An election year already notable for its menagerie of extreme and unusual candidates can add another one: Rich Iott, the Republican nominee for Congress from Ohio’s 9th District, and a Tea Party favorite, who for years donned a German Waffen SS uniform and participated in Nazi re-enactments.
Iott, whose district lies in Northwest Ohio, was involved with a group that calls itself Wiking, whose members are devoted to re-enacting the exploits of an actual Nazi division, the 5th SS Panzer Division Wiking, which fought mainly on the Eastern Front during World War II. Iott’s participation in the Wiking group is not mentioned on his campaign’s website, and his name and photographs were removed from the Wiking website.

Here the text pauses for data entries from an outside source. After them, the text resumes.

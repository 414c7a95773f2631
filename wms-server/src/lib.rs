//! wms-server: storage, scan services and HTTP API
//!
//! Layering, top to bottom:
//! - `http`: axum routes, sessions, rate limiting, JSON envelope
//! - `services`: validation and orchestration of every operation
//! - `db`: connection pool, schema, one repository per table

pub mod db;
pub mod http;
pub mod services;

pub use http::{run_server, AppState, ServerConfig};
pub use services::{ServiceContext, ServiceError};
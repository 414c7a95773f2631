//! Command implementations for the wms CLI

pub mod db;
pub mod deps;
pub mod history;
pub mod import;
pub mod jobs;
pub mod report;
pub mod scan;
pub mod serve;

use anyhow::{Context as _, Result};
use sqlx::PgPool;
use wms_core::config::mask_url_password;
use wms_core::WmsConfig;
use wms_server::db::create_pool_with_options;
use wms_server::ServiceContext;

use crate::output::Output;

// Re-export dispatcher functions for flat access from main.rs
pub use db::run_db;
pub use deps::run_deps;
pub use history::run_history;
pub use import::{run_import, run_template};
pub use jobs::{run_jobs, run_subjobs};
pub use report::run_report;
pub use scan::run_scan;
pub use serve::run_serve;

/// A connected pool plus the loaded config, shared by the database commands
pub struct Context {
    pub pool: PgPool,
    pub config: WmsConfig,
    pub out: Output,
}

impl Context {
    pub async fn connect(config: WmsConfig, out: Output) -> Result<Self> {
        let pool = create_pool_with_options(&config.database.url, config.database.max_connections)
            .await
            .with_context(|| {
                format!(
                    "Failed to connect to {}",
                    mask_url_password(&config.database.url)
                )
            })?;
        Ok(Self { pool, config, out })
    }

    pub fn services(&self) -> Result<ServiceContext<'_>> {
        Ok(ServiceContext::new(&self.pool, &self.config)?)
    }

    /// User recorded on writes when `--user` is not given.
    pub fn user<'a>(&'a self, explicit: Option<&'a str>) -> &'a str {
        explicit
            .map(str::trim)
            .filter(|u| !u.is_empty())
            .unwrap_or(&self.config.scanning.default_user)
    }
}
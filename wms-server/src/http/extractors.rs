//! Custom Axum extractors

use std::sync::Arc;

use axum::extract::FromRequestParts;
use axum::http::request::Parts;

use super::error::ApiError;
use super::server::AppState;
use super::session::{token_from_headers, Session};

fn session_of(parts: &Parts, state: &AppState) -> Option<Session> {
    token_from_headers(&parts.headers).and_then(|token| state.sessions.touch(&token))
}

/// Operator for endpoints that require a login.
///
/// Rejects with 401 when `auth.required` is set and no live session is
/// presented; otherwise falls back to the configured default user.
pub struct CurrentUser(pub String);

impl FromRequestParts<Arc<AppState>> for CurrentUser {
    type Rejection = ApiError;

    async fn from_request_parts(
        parts: &mut Parts,
        state: &Arc<AppState>,
    ) -> Result<Self, Self::Rejection> {
        match session_of(parts, state) {
            Some(session) => Ok(Self(session.username)),
            None if state.config.auth.required => Err(ApiError::unauthorized()),
            None => Ok(Self(state.config.scanning.default_user.clone())),
        }
    }
}

/// Operator for attribution only; anonymous callers become the default user.
pub struct OptionalUser(pub String);

impl FromRequestParts<Arc<AppState>> for OptionalUser {
    type Rejection = ApiError;

    async fn from_request_parts(
        parts: &mut Parts,
        state: &Arc<AppState>,
    ) -> Result<Self, Self::Rejection> {
        let user = session_of(parts, state)
            .map(|s| s.username)
            .unwrap_or_else(|| state.config.scanning.default_user.clone());
        Ok(Self(user))
    }
}
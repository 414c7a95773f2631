//! Axum server setup
//!
//! Server skeleton with:
//! - Localhost-only CORS by default
//! - Tracing middleware
//! - Rate limiting middleware
//! - Graceful shutdown on SIGTERM/Ctrl+C

use std::net::SocketAddr;
use std::sync::Arc;
use std::time::Duration;

use axum::http::HeaderValue;
use axum::{middleware, Router};
use sqlx::PgPool;
use tokio::net::TcpListener;
use tower_http::cors::{Any, CorsLayer};
use tower_http::trace::TraceLayer;
use wms_core::config::ServerSection;
use wms_core::rules::SiteCalendar;
use wms_core::{WmsConfig, WmsError};

use super::rate_limit::{limit_requests, RateLimiters};
use super::routes;
use super::session::SessionStore;
use crate::services::ServiceContext;

/// How often expired sessions and idle limiter buckets are dropped
const CLEANUP_INTERVAL: Duration = Duration::from_secs(60);

/// Server configuration
#[derive(Debug, Clone)]
pub struct ServerConfig {
    /// Address to bind to (default: 127.0.0.1:5000)
    pub bind_addr: SocketAddr,

    /// Allow permissive CORS (default: false = localhost only)
    ///
    /// WARNING: Setting this to true allows any origin.
    pub cors_permissive: bool,
}

impl Default for ServerConfig {
    fn default() -> Self {
        Self {
            bind_addr: SocketAddr::from(([127, 0, 0, 1], 5000)),
            cors_permissive: false,
        }
    }
}

impl ServerConfig {
    pub fn from_section(section: &ServerSection) -> Result<Self, ServerError> {
        let bind_addr = section
            .bind
            .parse()
            .map_err(|_| ServerError::InvalidBind {
                addr: section.bind.clone(),
            })?;
        Ok(Self {
            bind_addr,
            cors_permissive: section.cors_permissive,
        })
    }
}

/// Shared application state
pub struct AppState {
    pub pool: PgPool,
    pub config: WmsConfig,
    pub calendar: SiteCalendar,
    pub sessions: SessionStore,
    pub limiter: RateLimiters,
}

impl AppState {
    pub fn new(pool: PgPool, config: WmsConfig) -> Result<Self, ServerError> {
        let calendar = config.scanning.calendar()?;
        Ok(Self {
            sessions: SessionStore::new(config.auth.session_ttl_minutes),
            limiter: RateLimiters::new(&config.rate_limits),
            calendar,
            pool,
            config,
        })
    }

    /// Borrowed context for the service layer.
    pub fn services(&self) -> ServiceContext<'_> {
        ServiceContext {
            pool: &self.pool,
            config: &self.config,
            calendar: self.calendar,
        }
    }
}

fn cors_layer(permissive: bool) -> CorsLayer {
    if permissive {
        tracing::warn!("CORS: Permissive mode enabled - all origins allowed");
        return CorsLayer::permissive();
    }
    // Localhost only
    CorsLayer::new()
        .allow_origin([
            HeaderValue::from_static("http://localhost:3000"),
            HeaderValue::from_static("http://localhost:5000"),
            HeaderValue::from_static("http://127.0.0.1:3000"),
            HeaderValue::from_static("http://127.0.0.1:5000"),
        ])
        .allow_methods(Any)
        .allow_headers(Any)
}

/// Every route with middleware and state attached.
pub fn build_router(state: Arc<AppState>) -> Router {
    let cors = cors_layer(state.config.server.cors_permissive);

    Router::new()
        .merge(routes::health::router())
        .merge(routes::auth::router())
        .merge(routes::scan::router())
        .merge(routes::jobs::router())
        .merge(routes::dependencies::router())
        .merge(routes::reports::router())
        .merge(routes::import::router())
        .merge(routes::audit::router())
        .merge(routes::notifications::router())
        .merge(routes::sounds::router())
        .layer(middleware::from_fn_with_state(state.clone(), limit_requests))
        .layer(cors)
        .layer(TraceLayer::new_for_http())
        .with_state(state)
}

/// Run the HTTP server.
///
/// # Example
///
/// ```ignore
/// let pool = create_pool(&config.database.url).await?;
/// let server = ServerConfig::from_section(&config.server)?;
/// run_server(pool, config, server).await?;
/// ```
pub async fn run_server(
    pool: PgPool,
    app_config: WmsConfig,
    config: ServerConfig,
) -> Result<(), ServerError> {
    let mut app_config = app_config;
    app_config.server.cors_permissive = config.cors_permissive;

    let state = Arc::new(AppState::new(pool, app_config)?);
    tracing::info!(
        timezone = %state.calendar.tz().name(),
        auth_required = state.config.auth.required,
        "application state ready"
    );

    let cleanup = tokio::spawn(cleanup_loop(state.clone()));
    let app = build_router(state);

    // Bind listener
    let listener = TcpListener::bind(config.bind_addr).await?;
    tracing::info!("Server listening on {}", config.bind_addr);

    // Run with graceful shutdown
    axum::serve(
        listener,
        app.into_make_service_with_connect_info::<SocketAddr>(),
    )
    .with_graceful_shutdown(shutdown_signal())
    .await?;

    cleanup.abort();
    tracing::info!("Server shutdown complete");
    Ok(())
}

async fn cleanup_loop(state: Arc<AppState>) {
    let mut ticker = tokio::time::interval(CLEANUP_INTERVAL);
    loop {
        ticker.tick().await;
        let expired = state.sessions.purge_expired();
        if expired > 0 {
            tracing::debug!(expired, "expired sessions removed");
        }
        state.limiter.retain_recent();
    }
}

/// Wait for shutdown signal (Ctrl+C or SIGTERM).
async fn shutdown_signal() {
    let ctrl_c = async {
        tokio::signal::ctrl_c()
            .await
            .expect("failed to install Ctrl+C handler");
    };

    #[cfg(unix)]
    let terminate = async {
        tokio::signal::unix::signal(tokio::signal::unix::SignalKind::terminate())
            .expect("failed to install SIGTERM handler")
            .recv()
            .await;
    };

    #[cfg(not(unix))]
    let terminate = std::future::pending::<()>();

    tokio::select! {
        _ = ctrl_c => {
            tracing::info!("Received Ctrl+C, starting shutdown");
        }
        _ = terminate => {
            tracing::info!("Received SIGTERM, starting shutdown");
        }
    }
}

/// Server error type
#[derive(Debug, thiserror::Error)]
pub enum ServerError {
    #[error("IO error: {0}")]
    Io(#[from] std::io::Error),

    #[error("{0}")]
    Config(#[from] WmsError),

    #[error("invalid bind address '{addr}'")]
    InvalidBind { addr: String },
}

#[cfg(test)]
pub(crate) mod tests {
    use super::*;
    use axum::body::{to_bytes, Body};
    use axum::http::{Request, StatusCode};
    use sqlx::postgres::PgPoolOptions;
    use tower::ServiceExt;

    /// State over a pool that never connects; enough for routes that
    /// fail before touching the database.
    pub(crate) fn offline_state(config: WmsConfig) -> Arc<AppState> {
        let pool = PgPoolOptions::new()
            .max_connections(1)
            .acquire_timeout(Duration::from_millis(200))
            .connect_lazy("postgres://nobody@127.0.0.1:1/none")
            .expect("lazy pool");
        Arc::new(AppState::new(pool, config).expect("state"))
    }

    pub(crate) async fn body_json(response: axum::response::Response) -> serde_json::Value {
        let bytes = to_bytes(response.into_body(), usize::MAX).await.unwrap();
        serde_json::from_slice(&bytes).unwrap()
    }

    #[test]
    fn default_config() {
        let config = ServerConfig::default();
        assert_eq!(config.bind_addr.port(), 5000);
        assert!(!config.cors_permissive);
    }

    #[test]
    fn bind_address_is_parsed() {
        let section = ServerSection {
            bind: "0.0.0.0:8080".into(),
            cors_permissive: true,
        };
        let config = ServerConfig::from_section(&section).unwrap();
        assert_eq!(config.bind_addr.port(), 8080);
        assert!(config.cors_permissive);

        let bad = ServerSection {
            bind: "not-an-address".into(),
            cors_permissive: false,
        };
        assert!(matches!(
            ServerConfig::from_section(&bad),
            Err(ServerError::InvalidBind { .. })
        ));
    }

    #[tokio::test]
    async fn protected_route_requires_session() {
        let app = build_router(offline_state(WmsConfig::default()));
        let response = app
            .oneshot(
                Request::builder()
                    .uri("/api/job_types")
                    .body(Body::empty())
                    .unwrap(),
            )
            .await
            .unwrap();

        assert_eq!(response.status(), StatusCode::UNAUTHORIZED);
        let body = body_json(response).await;
        assert_eq!(body["success"], false);
        assert_eq!(body["error"], "unauthorized");
    }

    #[tokio::test]
    async fn unknown_route_is_404() {
        let app = build_router(offline_state(WmsConfig::default()));
        let response = app
            .oneshot(Request::builder().uri("/nope").body(Body::empty()).unwrap())
            .await
            .unwrap();
        assert_eq!(response.status(), StatusCode::NOT_FOUND);
    }

    #[tokio::test]
    async fn login_is_rate_limited() {
        let mut config = WmsConfig::default();
        config.rate_limits.login = 1;
        let state = offline_state(config);

        let login = || {
            Request::builder()
                .method("POST")
                .uri("/api/login")
                .header("content-type", "application/json")
                .body(Body::from(r#"{"username":"","password":""}"#))
                .unwrap()
        };

        let first = build_router(state.clone()).oneshot(login()).await.unwrap();
        assert_eq!(first.status(), StatusCode::BAD_REQUEST);

        let second = build_router(state).oneshot(login()).await.unwrap();
        assert_eq!(second.status(), StatusCode::TOO_MANY_REQUESTS);
    }
}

When contacted by The Atlantic, Iott confirmed his involvement with the group over a number of years, but said his interest in Nazi Germany was historical and he does not subscribe to the tenets of Nazism.
Now, I’ve heard about Civil War re-enactments, and I’m certainly not inclined to criticize those who “fight” for the South in these make-believe scenarios to be slavery-loving traitors. But Iott dressing up like a Nazi isn’t quite comparable.
Indeed, reading Green’s piece, it seems Iott and his fellow Nazi re-enactors had a certain admiration for Hitler’s Germany, and its fight against “Bolshevist Communism.”
In fairness, it’s worth emphasizing that the re-enactors’ website includes a disclaimer noting that they “do not embrace the philosophies and actions” of the Nazis, and “wholeheartedly condemn the atrocities which made them infamous.”
On the other hand, Iott’s little troupe also said it exists in part to “salute” the “idealists” and “front-line soldiers of the Waffen-SS” and their “basic desire to be free.” It also characterizes Wiking volunteers as “valiant men,” overlooking the minor detail that they also rounded up Jews to be slaughtered.
Green spoke to one historian who noted, “These guys don’t know their history. They have a sanitized, romanticized view of what occurred.” Another scholar said, Iott and his buddies have an understanding of World War II that is “so unhistorical and so apologetic that you don’t know to what degree they’ve simply caught up innocent war memorabilia enthusiasts who love putting on uniforms.”
Iott is not, by the way, just some weirdo who managed to somehow win a GOP primary — he’s a member of the NRCC’s “Young Guns” Program and a party favorite against incumbent Rep. Marcy Kaptur (D).
I know Republicans are likely to have a very good year, and will likely even take back at least one chamber of Congress. But I continue to marvel at the caliber of GOP candidates who’ll be on the ballot this fall. Win or lose, many of these major-party nominees are a national embarrassment.